§ Work to complete:
Word for word, please restate the lines from the beginning of the data through the line in which "use rust_decimal::Decimal;" appears.

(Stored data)
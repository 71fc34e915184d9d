use std::sync::Arc;

use common::enums::{PointsChangeType, PointsSource, PointsStatus};
use common::utils::{date_util, snowflake};
use common::{AppError, AppResult};
use orm::entities::{AppOwnerPoints, AppPointsTransaction};
use rbatis::executor::RBatisTxExecutorGuard;
use rbatis::rbdc::datetime::DateTime;
use rbatis::RBatis;
use rust_decimal::prelude::ToPrimitive;
use rust_decimal::Decimal;

use super::begin_tx;

/// 积分服务
///
/// 与钱包服务平行的一套非货币账本，无冻结概念。
/// 入账按来源折算并取整，账户惰性创建，按来源赋予有效期
pub struct PointsService {
    rb: Arc<RBatis>,
}

impl PointsService {
    pub fn new(rb: Arc<RBatis>) -> Self {
        Self { rb }
    }

    /// 积分入账
    ///
    /// 返回实际入账积分数；折算结果为零时不产生任何记录
    pub async fn earn_points(
        &self,
        user_id: i64,
        amount: Decimal,
        source: PointsSource,
        related_id: Option<i64>,
        ratio: Option<u32>,
    ) -> AppResult<i64> {
        let points = points_for(source, amount, ratio)?;
        if points == 0 {
            return Ok(0);
        }

        let mut tx = begin_tx(&self.rb).await?;
        let earned =
            Self::earn_points_tx(&mut tx, user_id, amount, source, related_id, ratio).await?;
        tx.commit()
            .await
            .map_err(|e| AppError::DatabaseError(e.to_string()))?;
        Ok(earned)
    }

    /// 积分入账（组合进调用方事务）
    pub async fn earn_points_tx(
        tx: &mut RBatisTxExecutorGuard,
        user_id: i64,
        amount: Decimal,
        source: PointsSource,
        related_id: Option<i64>,
        ratio: Option<u32>,
    ) -> AppResult<i64> {
        let points = points_for(source, amount, ratio)?;
        if points == 0 {
            return Ok(0);
        }

        let mut account = Self::get_or_create_account(tx, user_id, source).await?;

        account.balance += points;
        account.total_earned += points;
        account.update_time = Some(DateTime::now());
        let where_map = rbs::value! { "user_id": user_id };
        AppOwnerPoints::update_by_map(tx, &account, where_map).await?;

        Self::append_transaction(
            tx,
            &account,
            PointsChangeType::Earn,
            points,
            Some(source),
            related_id,
            source.description(),
        )
        .await?;

        Ok(points)
    }

    /// 使用积分
    pub async fn use_points(&self, user_id: i64, points: i64) -> AppResult<AppOwnerPoints> {
        if points <= 0 {
            return Err(AppError::ValidationError(format!(
                "使用积分数必须为正数: {}",
                points
            )));
        }

        let mut tx = begin_tx(&self.rb).await?;

        let mut account = AppOwnerPoints::select_by_user_id_for_update(&mut tx, user_id)
            .await?
            .ok_or_else(|| AppError::NotFound(format!("积分账户不存在: user_id={}", user_id)))?;

        let status = PointsStatus::from_code(account.status)
            .ok_or_else(|| AppError::InvalidState(format!("未知积分账户状态: {}", account.status)))?;
        if !status.is_active() {
            return Err(AppError::AccountInactive(format!(
                "user_id={} 状态={}",
                user_id,
                status.description()
            )));
        }
        if account.balance < points {
            return Err(AppError::InsufficientPoints(format!(
                "余额 {} 使用 {}",
                account.balance, points
            )));
        }

        account.balance -= points;
        account.total_used += points;
        account.update_time = Some(DateTime::now());
        let where_map = rbs::value! { "user_id": user_id };
        AppOwnerPoints::update_by_map(&mut tx, &account, where_map).await?;

        Self::append_transaction(
            &mut tx,
            &account,
            PointsChangeType::Use,
            -points,
            None,
            None,
            "积分使用",
        )
        .await?;

        tx.commit()
            .await
            .map_err(|e| AppError::DatabaseError(e.to_string()))?;
        Ok(account)
    }

    /// 过期扫描（每日任务）
    ///
    /// 逐账户独立事务，单个账户失败记录日志后继续
    pub async fn expire_points(&self) -> AppResult<usize> {
        let accounts = AppOwnerPoints::select_expired(
            self.rb.as_ref(),
            PointsStatus::Active.get_code(),
            DateTime::now(),
        )
        .await?;

        let mut expired = 0;
        for account in &accounts {
            match self
                .zero_account(account.user_id, PointsChangeType::Expire, PointsStatus::Expired)
                .await
            {
                Ok(true) => expired += 1,
                Ok(false) => {}
                Err(e) => {
                    log::error!("积分过期处理失败 user_id={}: {}", account.user_id, e);
                }
            }
        }
        log::info!("积分过期扫描完成: 命中 {} 处理 {}", accounts.len(), expired);
        Ok(expired)
    }

    /// 年度清零（每年任务）
    pub async fn clear_points(&self) -> AppResult<usize> {
        let accounts = AppOwnerPoints::select_active_with_balance(
            self.rb.as_ref(),
            PointsStatus::Active.get_code(),
        )
        .await?;

        let mut cleared = 0;
        for account in &accounts {
            match self
                .zero_account(account.user_id, PointsChangeType::Clear, PointsStatus::Cleared)
                .await
            {
                Ok(true) => cleared += 1,
                Ok(false) => {}
                Err(e) => {
                    log::error!("积分清零处理失败 user_id={}: {}", account.user_id, e);
                }
            }
        }
        log::info!("积分年度清零完成: 命中 {} 处理 {}", accounts.len(), cleared);
        Ok(cleared)
    }

    /// 锁行后清零单个账户
    ///
    /// 扫描快照可能过期，锁行后逐项复核；不满足条件返回 false
    async fn zero_account(
        &self,
        user_id: i64,
        change_type: PointsChangeType,
        final_status: PointsStatus,
    ) -> AppResult<bool> {
        let mut tx = begin_tx(&self.rb).await?;

        let mut account = AppOwnerPoints::select_by_user_id_for_update(&mut tx, user_id)
            .await?
            .ok_or_else(|| AppError::NotFound(format!("积分账户不存在: user_id={}", user_id)))?;

        if account.status != PointsStatus::Active.get_code() || account.balance <= 0 {
            return Ok(false);
        }
        if change_type == PointsChangeType::Expire {
            let past = account
                .expiry_date
                .as_ref()
                .map(date_util::is_past)
                .unwrap_or(false);
            if !past {
                return Ok(false);
            }
        }

        let amount = account.balance;
        account.balance = 0;
        account.status = final_status.get_code();
        account.update_time = Some(DateTime::now());
        let where_map = rbs::value! { "user_id": user_id };
        AppOwnerPoints::update_by_map(&mut tx, &account, where_map).await?;

        Self::append_transaction(
            &mut tx,
            &account,
            change_type,
            -amount,
            None,
            None,
            change_type.description(),
        )
        .await?;

        tx.commit()
            .await
            .map_err(|e| AppError::DatabaseError(e.to_string()))?;
        Ok(true)
    }

    /// 锁定读取积分账户，不存在则创建，过期/清零则复活
    async fn get_or_create_account(
        tx: &mut RBatisTxExecutorGuard,
        user_id: i64,
        source: PointsSource,
    ) -> AppResult<AppOwnerPoints> {
        if let Some(mut account) = AppOwnerPoints::select_by_user_id_for_update(tx, user_id).await? {
            let status = PointsStatus::from_code(account.status).ok_or_else(|| {
                AppError::InvalidState(format!("未知积分账户状态: {}", account.status))
            })?;
            if !status.is_active() {
                account.status = PointsStatus::Active.get_code();
                account.expiry_date = Some(date_util::days_from_now(source.validity_days()));
                log::info!("积分账户复活: user_id={} 原状态={}", user_id, status.description());
            }
            return Ok(account);
        }

        let now = DateTime::now();
        let account = AppOwnerPoints {
            id: None,
            user_id,
            balance: 0,
            total_earned: 0,
            total_used: 0,
            expiry_date: Some(date_util::days_from_now(source.validity_days())),
            status: PointsStatus::Active.get_code(),
            create_time: Some(now.clone()),
            update_time: Some(now),
        };
        AppOwnerPoints::insert(tx, &account).await?;

        AppOwnerPoints::select_by_user_id_for_update(tx, user_id)
            .await?
            .ok_or_else(|| {
                AppError::DatabaseError(format!("积分账户创建后读取失败: user_id={}", user_id))
            })
    }

    async fn append_transaction(
        tx: &mut RBatisTxExecutorGuard,
        account: &AppOwnerPoints,
        change_type: PointsChangeType,
        amount: i64,
        source: Option<PointsSource>,
        related_id: Option<i64>,
        remark: impl Into<String>,
    ) -> AppResult<()> {
        let entry = AppPointsTransaction {
            id: None,
            serial_no: Some(snowflake::generate_id_string()),
            account_id: account.id.unwrap_or_default(),
            user_id: account.user_id,
            change_type: change_type.get_code(),
            change_type_name: Some(change_type.description()),
            amount,
            balance_after: account.balance,
            source: source.map(|s| s.get_code()),
            related_id,
            remark: Some(remark.into()),
            create_time: Some(DateTime::now()),
        };
        AppPointsTransaction::insert(tx, &entry).await?;
        Ok(())
    }
}

/// 金额折算积分
///
/// 按来源确定除数后向下取整；活动/治理类允许调用方覆盖比例
fn points_for(source: PointsSource, amount: Decimal, ratio: Option<u32>) -> AppResult<i64> {
    if amount <= Decimal::ZERO {
        return Err(AppError::ValidationError(format!(
            "积分折算金额必须为正数: {}",
            amount
        )));
    }
    let divisor = match source {
        PointsSource::Activity | PointsSource::Governance => {
            ratio.unwrap_or_else(|| source.default_divisor())
        }
        _ => source.default_divisor(),
    };
    if divisor == 0 {
        return Err(AppError::ValidationError("积分折算比例不能为零".to_string()));
    }

    (amount / Decimal::from(divisor))
        .floor()
        .to_i64()
        .ok_or_else(|| AppError::ValidationError(format!("积分折算溢出: {}", amount)))
}

#[cfg(test)]
mod tests {
    use super::*;

    fn d(v: i64) -> Decimal {
        Decimal::from(v)
    }

    #[test]
    fn test_points_for_purchase() {
        assert_eq!(points_for(PointsSource::Purchase, d(100), None).unwrap(), 10);
        assert_eq!(points_for(PointsSource::Purchase, d(99), None).unwrap(), 9);
        assert_eq!(points_for(PointsSource::Purchase, d(5), None).unwrap(), 0);
        // 小数金额同样向下取整
        assert_eq!(
            points_for(PointsSource::Purchase, Decimal::new(1055, 1), None).unwrap(),
            10
        );
    }

    #[test]
    fn test_points_for_referral() {
        assert_eq!(points_for(PointsSource::Referral, d(100), None).unwrap(), 1);
        assert_eq!(points_for(PointsSource::Referral, d(99), None).unwrap(), 0);
        // 推荐来源不受自定义比例影响
        assert_eq!(points_for(PointsSource::Referral, d(100), Some(2)).unwrap(), 1);
    }

    #[test]
    fn test_points_for_activity_ratio() {
        assert_eq!(points_for(PointsSource::Activity, d(100), None).unwrap(), 10);
        assert_eq!(points_for(PointsSource::Activity, d(100), Some(20)).unwrap(), 5);
        assert_eq!(points_for(PointsSource::Governance, d(100), Some(25)).unwrap(), 4);
    }

    #[test]
    fn test_points_for_invalid_input() {
        assert!(matches!(
            points_for(PointsSource::Purchase, d(0), None),
            Err(AppError::ValidationError(_))
        ));
        assert!(matches!(
            points_for(PointsSource::Purchase, d(-10), None),
            Err(AppError::ValidationError(_))
        ));
        assert!(matches!(
            points_for(PointsSource::Activity, d(100), Some(0)),
            Err(AppError::ValidationError(_))
        ));
    }
}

§ Answer space:
repository 71fc34e915184d9d
use std::sync::Arc;

use common::enums::{PointsChangeType, PointsSource, PointsStatus};
use common::utils::{date_util, snowflake};
use common::{AppError, AppResult};
use orm::entities::{AppOwnerPoints, AppPointsTransaction};
use rbatis::executor::RBatisTxExecutorGuard;
use rbatis::rbdc::datetime::DateTime;
use rbatis::RBatis;
use rust_decimal::prelude::ToPrimitive;
use rust_decimal::Decimal;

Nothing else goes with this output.